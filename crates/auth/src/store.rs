//! Persistence seams of the core.
//!
//! Method names are distinct across traits so a single adapter can
//! implement all four without call-site ambiguity.

use async_trait::async_trait;
use warden_core::types::DbId;
use warden_db::models::audit::{AuthAuditLog, CreateAuthAuditLog};
use warden_db::models::session::{CreateSession, RotateSession, SessionLookup, UserSession};
use warden_db::models::token::{CreateToken, Token};
use warden_db::models::user::{
    CreateUser, LinkProvider, ProfileSetting, UpdateProfileSetting, User,
};

/// PostgreSQL unique-violation SQLSTATE.
const UNIQUE_VIOLATION: &str = "23505";

#[derive(Debug, thiserror::Error)]
pub enum StoreError {
    #[error("unique constraint `{constraint}` violated")]
    UniqueViolation { constraint: String },

    #[error("database error: {0}")]
    Database(#[source] sqlx::Error),

    #[error("store unavailable: {0}")]
    Unavailable(String),
}

impl From<sqlx::Error> for StoreError {
    fn from(err: sqlx::Error) -> Self {
        if let sqlx::Error::Database(db_err) = &err {
            if db_err.code().as_deref() == Some(UNIQUE_VIOLATION) {
                return Self::UniqueViolation {
                    constraint: db_err.constraint().unwrap_or_default().to_string(),
                };
            }
        }
        Self::Database(err)
    }
}

#[async_trait]
pub trait TokenStore: Send + Sync {
    async fn insert_token(&self, input: &CreateToken) -> Result<Token, StoreError>;

    async fn find_token_by_hash(&self, hash: &str) -> Result<Option<Token>, StoreError>;

    /// Set `is_revoked`. `false` means no such row; revoking twice is `true`.
    async fn revoke_token(&self, id: DbId) -> Result<bool, StoreError>;

    /// Revoke only if currently unrevoked. `true` means this call did it.
    async fn claim_token(&self, id: DbId) -> Result<bool, StoreError>;
}

#[async_trait]
pub trait SessionStore: Send + Sync {
    async fn insert_session(&self, input: &CreateSession) -> Result<UserSession, StoreError>;

    async fn find_session(&self, lookup: &SessionLookup)
        -> Result<Option<UserSession>, StoreError>;

    /// Guarded token swap; `None` when the guard does not match.
    async fn rotate_session(
        &self,
        id: DbId,
        input: &RotateSession,
    ) -> Result<Option<UserSession>, StoreError>;

    /// Close a session, keeping the first `logout_at`. `None` if unknown.
    async fn close_session(&self, id: DbId) -> Result<Option<UserSession>, StoreError>;

    async fn close_user_sessions(&self, user_id: DbId) -> Result<u64, StoreError>;

    async fn list_active_sessions(&self, user_id: DbId) -> Result<Vec<UserSession>, StoreError>;
}

/// The identity directory as the core sees it.
#[async_trait]
pub trait UserDirectory: Send + Sync {
    /// Create the user and its profile settings atomically.
    async fn create_user(&self, input: &CreateUser)
        -> Result<(User, ProfileSetting), StoreError>;

    async fn find_user_by_id(&self, id: DbId) -> Result<Option<User>, StoreError>;

    async fn find_user_by_email(&self, email: &str) -> Result<Option<User>, StoreError>;

    async fn update_password(&self, id: DbId, password_hash: &str) -> Result<bool, StoreError>;

    async fn link_provider(
        &self,
        id: DbId,
        input: &LinkProvider,
    ) -> Result<Option<User>, StoreError>;

    async fn find_profile_setting(
        &self,
        user_id: DbId,
    ) -> Result<Option<ProfileSetting>, StoreError>;

    async fn update_profile_setting(
        &self,
        user_id: DbId,
        input: &UpdateProfileSetting,
    ) -> Result<Option<ProfileSetting>, StoreError>;
}

#[async_trait]
pub trait AuditLogStore: Send + Sync {
    async fn append_audit(&self, entry: &CreateAuthAuditLog) -> Result<AuthAuditLog, StoreError>;
}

Directions for this task → Please give the number of lines above in which the word "models" appears, without any other text.

Solution to this task → 4